Las puntuaciones más altas de dolor las experimentaron cuando pensaban que sus seres queridos sufrían. En el caso de las personas por las que sentían aversión, el dolor fue el más bajo, inferior incluso al que sentían hacia un desconocido.
“Esta falta de empatía por las víctimas es un distintivo del odio que se ha hecho evidente repetidamente en incontables matanzas y genocidios”, recuerda el escritor. “Podemos ser exquisitamente sensibles a los sentimientos de nuestra familia y amigos, y totalmente insensibles a los sentimientos de nuestros enemigos”, añade.
A pesar de ser un sentimiento irracional, es posible minimizarlo con diferentes estrategias. “El estereotipo del ‘otro’ como causa de nuestros males, cuando falta un examen objetivo de estas causas, suele ser un producto salvaje de nuestros túneles mentales”, describe Broncano.
Para controlar a este ser imaginario amenazante al que echamos la culpa de nuestras desgracias, lo mejor es tratar de racionalizarlo. En el caso de grupos, se trata de cambiar el binomio nosotros-ellos por el de nosotros-nosotros.

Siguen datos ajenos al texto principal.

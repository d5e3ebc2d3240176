//! External entity identifiers.
//!
//! Every entity carries two identities: the surrogate row id assigned by the
//! relational engine (never leaves the crate) and an [`ApiKey`], a short
//! random string that is the only identity documents, views and commands
//! ever see.
//!
//! # Format
//!
//! ```text
//! 30 characters, each drawn uniformly with replacement from ALPHABET
//! ```
//!
//! The alphabet is kept byte-for-byte as it appears in identifiers already
//! issued, including the repeated `Q` and the missing `Y`, so keys written
//! by earlier deployments still parse.

use rand::Rng;
use serde::{Deserialize, Serialize};
use std::fmt;

use crate::model::ValidationError;

/// The 58 symbols identifiers are drawn from.
pub const ALPHABET: &[u8; 58] = b"123456789abcdefghijkmnopqrstuvwxyzABCDEFGHJKLMNPQRSTUVWXQZ";

/// Default identifier length.
pub const DEFAULT_LENGTH: usize = 30;

/// Opaque external identifier of an entity.
///
/// Generated once when the entity is constructed and immutable afterwards.
///
/// # Examples
///
/// ```rust
/// use bookmirror::apikey::{self, ApiKey};
///
/// let key = apikey::generate(30);
/// assert_eq!(key.as_str().len(), 30);
///
/// let parsed = ApiKey::parse(key.as_str()).unwrap();
/// assert_eq!(parsed, key);
/// ```
#[derive(Debug, Clone, PartialEq, Eq, Hash, PartialOrd, Ord, Serialize, Deserialize)]
#[serde(transparent)]
pub struct ApiKey(String);

impl ApiKey {
    /// Parses an identifier received from outside the crate.
    ///
    /// Length is not fixed here: keys generated with a non-default length
    /// are still valid keys.
    pub fn parse(raw: &str) -> Result<Self, ValidationError> {
        if raw.is_empty() {
            return Err(ValidationError::InvalidApiKey(raw.to_string()));
        }
        if !raw.bytes().all(|b| ALPHABET.contains(&b)) {
            return Err(ValidationError::InvalidApiKey(raw.to_string()));
        }
        Ok(Self(raw.to_string()))
    }

    pub fn as_str(&self) -> &str {
        &self.0
    }

    pub fn into_string(self) -> String {
        self.0
    }
}

impl fmt::Display for ApiKey {
    fn fmt(&self, f: &mut fmt::Formatter<'_>) -> fmt::Result {
        f.write_str(&self.0)
    }
}

impl AsRef<str> for ApiKey {
    fn as_ref(&self) -> &str {
        &self.0
    }
}

/// Generates a new identifier of `length` characters.
///
/// Uses the thread-local CSPRNG (ChaCha, seeded from the OS). No collision
/// check is made.
pub fn generate(length: usize) -> ApiKey {
    generate_with(&mut rand::rng(), length)
}

/// Generates an identifier from a caller-supplied source, e.g. a seeded
/// generator for reproducible benchmark data.
pub fn generate_with<R: Rng + ?Sized>(rng: &mut R, length: usize) -> ApiKey {
    let key: String = (0..length)
        .map(|_| ALPHABET[rng.random_range(0..ALPHABET.len())] as char)
        .collect();
    ApiKey(key)
}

“El objetivo del mundo civilizado debe ser pasar de antigua orientación nosotros-ellos de nuestro sistema nervioso primitivo a una orientación nosotros-nosotros, orquestada por nuestro sistema nervioso avanzado”, propone Dozier Jr.

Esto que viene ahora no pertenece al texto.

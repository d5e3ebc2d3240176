//! Enumerations with fixed wire encodings.
//!
//! The codes are what gets persisted in every store, so they are a storage
//! contract: `BookType` is one character, `BookGenre` two.

use serde::{Deserialize, Serialize};
use std::fmt;
use std::str::FromStr;

use super::ValidationError;

/// Physical format of a book.
#[derive(Debug, Clone, Copy, PartialEq, Eq, Hash, PartialOrd, Ord, Serialize, Deserialize)]
#[serde(try_from = "String", into = "String")]
pub enum BookType {
    Hardcover,
    Paperback,
    Ebook,
}

impl BookType {
    pub const ALL: [BookType; 3] = [BookType::Hardcover, BookType::Paperback, BookType::Ebook];

    pub fn code(self) -> &'static str {
        match self {
            BookType::Hardcover => "H",
            BookType::Paperback => "P",
            BookType::Ebook => "E",
        }
    }
}

impl FromStr for BookType {
    type Err = ValidationError;

    fn from_str(code: &str) -> Result<Self, Self::Err> {
        Self::ALL
            .into_iter()
            .find(|t| t.code() == code)
            .ok_or_else(|| ValidationError::InvalidBookType(code.to_string()))
    }
}

impl fmt::Display for BookType {
    fn fmt(&self, f: &mut fmt::Formatter<'_>) -> fmt::Result {
        f.write_str(self.code())
    }
}

impl TryFrom<String> for BookType {
    type Error = ValidationError;

    fn try_from(value: String) -> Result<Self, Self::Error> {
        value.parse()
    }
}

impl From<BookType> for String {
    fn from(t: BookType) -> Self {
        t.code().to_string()
    }
}

macro_rules! genres {
    ($($variant:ident => $code:literal),+ $(,)?) => {
        /// Literary genre of a book.
        #[derive(Debug, Clone, Copy, PartialEq, Eq, Hash, PartialOrd, Ord, Serialize, Deserialize)]
        #[serde(try_from = "String", into = "String")]
        pub enum BookGenre {
            $($variant),+
        }

        impl BookGenre {
            pub const ALL: &'static [BookGenre] = &[$(BookGenre::$variant),+];

            pub fn code(self) -> &'static str {
                match self {
                    $(BookGenre::$variant => $code),+
                }
            }
        }
    };
}

genres! {
    Mystery => "MY",
    Thriller => "TH",
    Crime => "CR",
    Horror => "HO",
    Fantasy => "FA",
    ScienceFiction => "SF",
    Romance => "RO",
    Historical => "HI",
    Biography => "BI",
    Autobiography => "AB",
    Poetry => "PO",
    Drama => "DR",
    Comic => "CO",
    Adventure => "AD",
    YoungAdult => "YA",
    Children => "CH",
    SelfHelp => "SH",
    Science => "SC",
    Philosophy => "PH",
    Religion => "RE",
    Travel => "TR",
    Cooking => "CK",
    Art => "AR",
    Humor => "HU",
}

impl FromStr for BookGenre {
    type Err = ValidationError;

    fn from_str(code: &str) -> Result<Self, Self::Err> {
        Self::ALL
            .iter()
            .copied()
            .find(|g| g.code() == code)
            .ok_or_else(|| ValidationError::InvalidGenre(code.to_string()))
    }
}

impl fmt::Display for BookGenre {
    fn fmt(&self, f: &mut fmt::Formatter<'_>) -> fmt::Result {
        f.write_str(self.code())
    }
}

impl TryFrom<String> for BookGenre {
    type Error = ValidationError;

    fn try_from(value: String) -> Result<Self, Self::Error> {
        value.parse()
    }
}

impl From<BookGenre> for String {
    fn from(g: BookGenre) -> Self {
        g.code().to_string()
    }
}

/// Lifecycle of a store order.
#[derive(Debug, Clone, Copy, PartialEq, Eq, Serialize, Deserialize)]
#[serde(rename_all = "SCREAMING_SNAKE_CASE")]
pub enum OrderStatus {
    Placed,
    Shipped,
    Delivered,
    Cancelled,
}

impl FromStr for OrderStatus {
    type Err = ValidationError;

    fn from_str(s: &str) -> Result<Self, Self::Err> {
        match s {
            "PLACED" => Ok(OrderStatus::Placed),
            "SHIPPED" => Ok(OrderStatus::Shipped),
            "DELIVERED" => Ok(OrderStatus::Delivered),
            "CANCELLED" => Ok(OrderStatus::Cancelled),
            other => Err(ValidationError::InvalidOrderStatus(other.to_string())),
        }
    }
}

#[cfg(test)]
mod tests {
    use super::*;
    use std::collections::HashSet;

    #[test]
    fn test_book_type_codes() {
        assert_eq!(BookType::Hardcover.code(), "H");
        assert_eq!(BookType::Paperback.code(), "P");
        assert_eq!(BookType::Ebook.code(), "E");
        assert_eq!("P".parse::<BookType>().unwrap(), BookType::Paperback);
        assert!("X".parse::<BookType>().is_err());
        assert!("h".parse::<BookType>().is_err());
    }

    #[test]
    fn test_genre_catalog_is_complete_and_distinct() {
        assert_eq!(BookGenre::ALL.len(), 24);
        let codes: HashSet<&str> = BookGenre::ALL.iter().map(|g| g.code()).collect();
        assert_eq!(codes.len(), 24);
        assert!(codes.iter().all(|c| c.len() == 2));
        for code in ["MY", "TH", "CR"] {
            assert!(codes.contains(code));
        }
    }

    #[test]
    fn test_genre_parse_rejects_unknown() {
        assert_eq!("SF".parse::<BookGenre>().unwrap(), BookGenre::ScienceFiction);
        assert_eq!(
            "ZZ".parse::<BookGenre>(),
            Err(ValidationError::InvalidGenre("ZZ".to_string()))
        );
    }

    #[test]
    fn test_enums_serialize_as_codes() {
        assert_eq!(serde_json::to_string(&BookGenre::Crime).unwrap(), "\"CR\"");
        assert_eq!(serde_json::to_string(&BookType::Ebook).unwrap(), "\"E\"");
        let g: BookGenre = serde_json::from_str("\"TH\"").unwrap();
        assert_eq!(g, BookGenre::Thriller);
        assert!(serde_json::from_str::<BookType>("\"Z\"").is_err());
    }

    #[test]
    fn test_order_status_parse() {
        assert_eq!("SHIPPED".parse::<OrderStatus>().unwrap(), OrderStatus::Shipped);
        assert!("shipped".parse::<OrderStatus>().is_err());
    }
}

Otra opción pasa por abordar el problema desde cuatro perspectivas diferentes, como plantean los psicólogos Robert J. y Karin Sternberg. La primera es el pensamiento dialógico, analizar los actos desde el punto de vista de la otra persona. La segunda, el pensamiento dialéctico, es decir, comprender que una solución no es inmutable y que puede cambiar con el tiempo. La tercera, pensar a largo plazo y no limitarse al cortoplacismo –muy común en la sed de venganza–, y la cuarta, potenciar valores positivos, como integridad, honestidad o compasión.
“Solo educando y formando en la tolerancia y el respeto hacia los demás se puede alcanzar la sabiduría y, con ella, una sensibilidad hacia el bienestar de los otros y la coexistencia pacífica de los grupos”, sostienen los psicólogos. El futuro de la especie está en juego.
Igual que el odio deja una huella cerebral, ¿tiene una marca genética? El conocido como gen guerrero –una variante del gen MAOA– se asocia con impulsividad, agresividad y violencia, aunque bajo ciertas condiciones.
“El gen guerrero no está relacionado con el odio ni necesariamente con la violencia”, puntualiza a Sinc Isabel González Tapia, profesora especializada en Neuroderecho de la facultad de Derecho y Ciencias Económicas y Empresariales de la Universidad de Córdoba. “Está relacionado con la impulsividad de una persona por encima de la media, cuando se le combina el maltrato severo desde la infancia”, matiza.
González Tapia apunta que esta circunstancia podría tenerse en cuenta como atenuación de la responsabilidad en nuestro sistema jurídico. De hecho, en tres juicios concretos –dos en Italia y uno en EE UU– la defensa utilizó la presencia de este gen en los detenidos como parte de sus argumentos para obtener concesiones de los tribunales, según cuenta a Sinc Benjamin Y. Cheung, profesor del departamento de Psicología de la Universidad de Columbia Británica (Canadá).